It is escalating so it could get physical in that he may act out the fantasies with you. It is certainly psychological abuse. These are real people he's interacting with and it is cheating. You and your children don't deserve this. Divorce. You are right in your 20-year projection.

Remember, you set the expectations for your children's marriages. Is this what you want for them? No - so instead show them a strong, stable mother figure.


----------



## Jellybeans (Mar 8, 2011)

He is emotionally blackmailing you into being with him ("I'll kill myself if you divorce me"); tells you that your marriage won't last if you hold grudges; and cheats on you via cyber sex (yes, to me, this is cheating), you call him out on it, he cries and the cycle repeats. You say you don't want to be with him. So what are you going to do?


----------



## JustHer (Mar 12, 2013)

Sarah, I am so sorry. I would be scared too. You seem to have a pretty good handle on what is going on. Do you have a job? Can you make it on your own with the kids if you get a divorce, even if he doesn't help at all? 

This is pretty scary to me, worse than emotional abuse. Please seek counseling for yourself. It is so easy for our minds to not want to accept things that are beyond what we ourselves would do, so we talk ourselves out of accepting the truth because it is so foreign to us. We sweep it away and continue on.

You have to look at it as what it is, not what you want to believe. Please seek counseling especially if you need the clarity and strength so you can choose the path that is correct.


----------



## WolverineFan (Nov 26, 2013)

Sarah - you are right in being upset about his cybersex addiction. I am a man who was addicted to it myself at one point in my life and it cost me my marriage. Pornography is progressive in nature and should not be tolerated. This does not mean, however, that he is lying to you when he apologizes and asks for forgiveness. He may very well be at a place where he cannot stop without professional intervention.

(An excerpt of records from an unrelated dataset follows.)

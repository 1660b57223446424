//! Per-class singleton slots
//!
//! Overlays configured with `single` share one live element per class per
//! map. The slot remembers which overlay put its element there so a new
//! `show` can evict the previous occupant whoever it is.

use rustc_hash::FxHashMap;

use crate::element::Element;
use crate::overlay::{Overlay, OverlayId, WeakOverlay};

/// Current holder of a class slot
#[derive(Clone, Debug)]
pub struct SingletonOccupant {
    pub overlay_id: OverlayId,
    pub overlay: WeakOverlay,
    pub element: Element,
}

impl SingletonOccupant {
    pub fn new(overlay: &Overlay, element: Element) -> Self {
        Self {
            overlay_id: overlay.id(),
            overlay: overlay.downgrade(),
            element,
        }
    }
}

/// Result of evicting a slot, with the obligations the caller must honor
#[derive(Clone, Debug)]
pub struct Eviction {
    /// The evicted occupant
    pub previous: SingletonOccupant,
    /// The incoming overlay evicted its own element
    pub replaces_self: bool,
    /// The previous occupant was visible and must be told it is hidden
    pub notify_hide: bool,
}

/// Class-keyed slots of one map
#[derive(Debug, Default)]
pub struct SingletonSlots {
    slots: FxHashMap<String, SingletonOccupant>,
}

impl SingletonSlots {
    pub fn new() -> Self {
        Self::default()
    }

    pub fn occupant(&self, class: &str) -> Option<&SingletonOccupant> {
        self.slots.get(class)
    }

    pub fn is_occupied_by(&self, class: &str, overlay_id: OverlayId) -> bool {
        self.slots
            .get(class)
            .is_some_and(|o| o.overlay_id == overlay_id)
    }

    /// Empty the class slot ahead of `incoming` taking it
    ///
    /// Returns `None` when the slot was already empty.
    pub fn evict(&mut self, class: &str, incoming: OverlayId) -> Option<Eviction> {
        let previous = self.slots.remove(class)?;
        let replaces_self = previous.overlay_id == incoming;
        let notify_hide = !replaces_self
            && previous
                .overlay
                .upgrade()
                .is_some_and(|overlay| overlay.is_visible());

        tracing::debug!(
            "SingletonSlots::evict - class {:?}: {:?} -> {:?}",
            class,
            previous.overlay_id,
            incoming
        );

        Some(Eviction {
            previous,
            replaces_self,
            notify_hide,
        })
    }

    /// Put `occupant` in the class slot
    ///
    /// The slot must have been evicted first; a leftover occupant is
    /// returned so the caller can tear it down.
    pub fn occupy(&mut self, class: &str, occupant: SingletonOccupant) -> Option<SingletonOccupant> {
        occupant.element.set_owner_tag(Some(occupant.overlay_id));
        self.slots.insert(class.to_string(), occupant)
    }

    /// Release the slot if `overlay_id` holds it
    pub fn release(&mut self, class: &str, overlay_id: OverlayId) -> Option<SingletonOccupant> {
        if self.is_occupied_by(class, overlay_id) {
            self.slots.remove(class)
        } else {
            None
        }
    }

    pub fn len(&self) -> usize {
        self.slots.len()
    }

    pub fn is_empty(&self) -> bool {
        self.slots.is_empty()
    }
}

There are two books I want to recommend to you both of which can be picked up at most bookstore chains. "False Intimacy: Understanding the Struggle of Sexual Addiction" by Dr. Harry Schaumburg and "Love Must Be Tough: New Hope For Marriages in Crisis" by Dr. James Dobson. I do not believe the marriage should be abandoned because your husband can change.

I work for a Marriage and Family Non-Profit organization and have witnessed men having their lives transformed. I have also experienced it myself. If you are a part of a good Bible believing church then speaking with the Pastoral staff is a good place to start. I do have links to articles that I can share if you ask for them in a private message. Most importantly, I want you to know that there is hope. Your heart can be changed and so can his. It's best to act sooner than later.


----------



## mineforever (Jan 31, 2013)

Yes it will escalate, if he is truelly addicted. He will have to escalate the perversion to get the same stimulation from it. My guess he doesn't realize it is controling him instead of him controling it. Alot of times they don't stop until they find themselves doing things they never thought they would do. There are some good books written out there by men that have gone through this. If your interested in titles PM me and I will send them to you.
_Posted via Mobile Device_


----------



## Thound (Jan 20, 2013)

I doubt he will harm himself. He is too self centered to do that. The threat of having himself killed is just a way to control you. You cannot let guilt keep you from making healthy choices for you and your children. Oh by the way cyber cheating is still cheating.


----------